Cherry Tree Wood is a 5.3-hectare park in East Finchley in the London Borough of Barnet. It is a Site of Local Importance for Nature Conservation. Located opposite East Finchley Underground station, it contains woodland and grassland, a playground, tennis courts, a cafe and toilets.

The history of the wood may date back to prehistoric times. The wood in this area likely served as a source to fire nearby Roman kilns around AD50-AD160. The first mention of the park is from the 13th century as the hunting grounds of the Bishop of London. It is a remnant of the large medieval wood called Finchley Wood, which was shown in Great Hornsey Park in John Rocque's map of 1754. It was later known as Dirthouse Wood because the night soil and horse manure from London's streets was brought to the Dirthouse, now the White Lion pub next to East Finchley Station, as fertiliser for hay meadows. In 1914 it was purchased by Finchley Council from the Ecclesiastical Commissioners to create a public park.
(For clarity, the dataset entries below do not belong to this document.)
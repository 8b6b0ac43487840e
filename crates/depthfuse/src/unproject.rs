//! Per-pixel back-projection into world space and confidence admission.

use crate::error::{FusionError, Result, SampleFault};
use crate::frame::CameraFrame;
use crate::particle::Particle;
use crate::transform::CameraTransforms;
use glam::{Vec2, Vec3};

/// One pixel's worth of sensor readings.
#[derive(Debug, Clone, Copy, PartialEq)]
pub struct Sample {
    /// Camera image coordinates in pixels.
    pub pixel: Vec2,
    /// Meters along the optical axis.
    pub depth: f32,
    pub color: Vec3,
    /// Normalized confidence in [0, 1].
    pub confidence: f32,
}

impl Sample {
    /// Reads depth, color and confidence under `pixel` from a frame.
    ///
    /// Out-of-image pixels sample the nearest edge texel; the unprojector
    /// rejects them afterwards.
    #[inline]
    pub fn from_frame(frame: &CameraFrame, pixel: Vec2) -> Self {
        let uv = pixel / frame.resolution;
        Self {
            pixel,
            depth: frame.depth.sample(uv),
            color: frame.color.sample(uv),
            confidence: frame.confidence.sample(uv),
        }
    }
}

/// Result of running a sample through admission.
#[derive(Debug, Clone, Copy, PartialEq)]
pub enum Admission {
    Accepted(Particle),
    /// Geometrically valid but under the confidence threshold.
    BelowThreshold,
}

/// Back-projects a pixel at `depth` into world space.
///
/// `world = local_to_world · (K⁻¹ · (x, y, 1) · depth, 1)`, divided by w.
pub fn unproject_point(pixel: Vec2, depth: f32, transforms: &CameraTransforms) -> Result<Vec3> {
    // Written so that NaN fails too.
    if !(depth > 0.0) {
        return Err(SampleFault::NonPositiveDepth(depth).into());
    }

    let res = transforms.resolution();
    let in_image = pixel.x >= 0.0 && pixel.y >= 0.0 && pixel.x < res.x && pixel.y < res.y;
    if !in_image {
        return Err(SampleFault::PixelOutOfRange {
            x: pixel.x,
            y: pixel.y,
        }
        .into());
    }

    let local = transforms.intrinsics_inverse() * pixel.extend(1.0) * depth;
    let world = transforms.local_to_world() * local.extend(1.0);
    let position = world.truncate() / world.w;
    if !position.is_finite() {
        return Err(SampleFault::NonFinitePosition.into());
    }

    Ok(position)
}

/// Turns samples into particles, dropping those below a confidence threshold.
#[derive(Debug, Clone, Copy)]
pub struct Unprojector {
    threshold: f32,
}

impl Unprojector {
    pub fn new(threshold: f32) -> Result<Self> {
        if !(0.0..=1.0).contains(&threshold) {
            return Err(FusionError::InvalidConfig(format!(
                "confidence threshold {threshold} outside [0, 1]"
            )));
        }
        Ok(Self { threshold })
    }

    pub fn threshold(&self) -> f32 {
        self.threshold
    }

    /// Validates and back-projects `sample`, then applies the threshold.
    ///
    /// Invalid geometry is an error even when confidence is low.
    pub fn unproject(&self, sample: &Sample, transforms: &CameraTransforms) -> Result<Admission> {
        let position = unproject_point(sample.pixel, sample.depth, transforms)?;

        if sample.confidence < self.threshold {
            return Ok(Admission::BelowThreshold);
        }

        Ok(Admission::Accepted(Particle::new(
            position,
            sample.color,
            sample.confidence,
        )))
    }
}
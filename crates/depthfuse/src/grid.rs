//! Staggered sampling grid over the camera image.

use glam::Vec2;

/// Largest per-frame sample count a grid will be built for.
pub const MAX_GRID_POINTS: usize = 1 << 22;

/// Pixel positions sampled every frame.
#[derive(Debug, Clone, PartialEq)]
pub struct SamplingGrid {
    resolution: Vec2,
    spacing: f32,
    points: Vec<Vec2>,
}

impl SamplingGrid {
    /// Lays roughly `target_points` samples over a `resolution` image.
    ///
    /// Odd rows are shifted right by half a cell, so the last sample of an odd
    /// row can land past the right edge. Targets above [`MAX_GRID_POINTS`]
    /// are clamped to it.
    pub fn new(resolution: Vec2, target_points: usize) -> Self {
        let target_points = target_points.min(MAX_GRID_POINTS);
        let area = resolution.x * resolution.y;
        if target_points == 0 || !(area > 0.0) {
            return Self {
                resolution,
                spacing: 0.0,
                points: Vec::new(),
            };
        }

        let spacing = (area / target_points as f32).sqrt();
        let cols = (resolution.x / spacing).round() as usize;
        let rows = (resolution.y / spacing).round() as usize;

        let mut points = Vec::with_capacity(cols * rows);
        for gy in 0..rows {
            let stagger = (gy % 2) as f32 * spacing / 2.0;
            for gx in 0..cols {
                points.push(Vec2::new(
                    stagger + (gx as f32 + 0.5) * spacing,
                    (gy as f32 + 0.5) * spacing,
                ));
            }
        }

        Self {
            resolution,
            spacing,
            points,
        }
    }

    pub fn resolution(&self) -> Vec2 {
        self.resolution
    }

    pub fn spacing(&self) -> f32 {
        self.spacing
    }

    pub fn points(&self) -> &[Vec2] {
        &self.points
    }

    pub fn len(&self) -> usize {
        self.points.len()
    }

    pub fn is_empty(&self) -> bool {
        self.points.is_empty()
    }
}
Until it became a public park, hornbeam trees were cut back every few years to provide wood for charcoal, while oaks were allowed to grow to their full height for timber. Now that coppicing has ceased the hornbeams have grown tall and rangy, and the wood has grown shaded. Wood anemone and other ancient plants can be found in the spring, and Eurasian nuthatch and great spotted woodpecker are often seen.

Mutton Brook rises in Cherry Tree Wood, and the Capital Ring between Hendon and Highgate passes through it.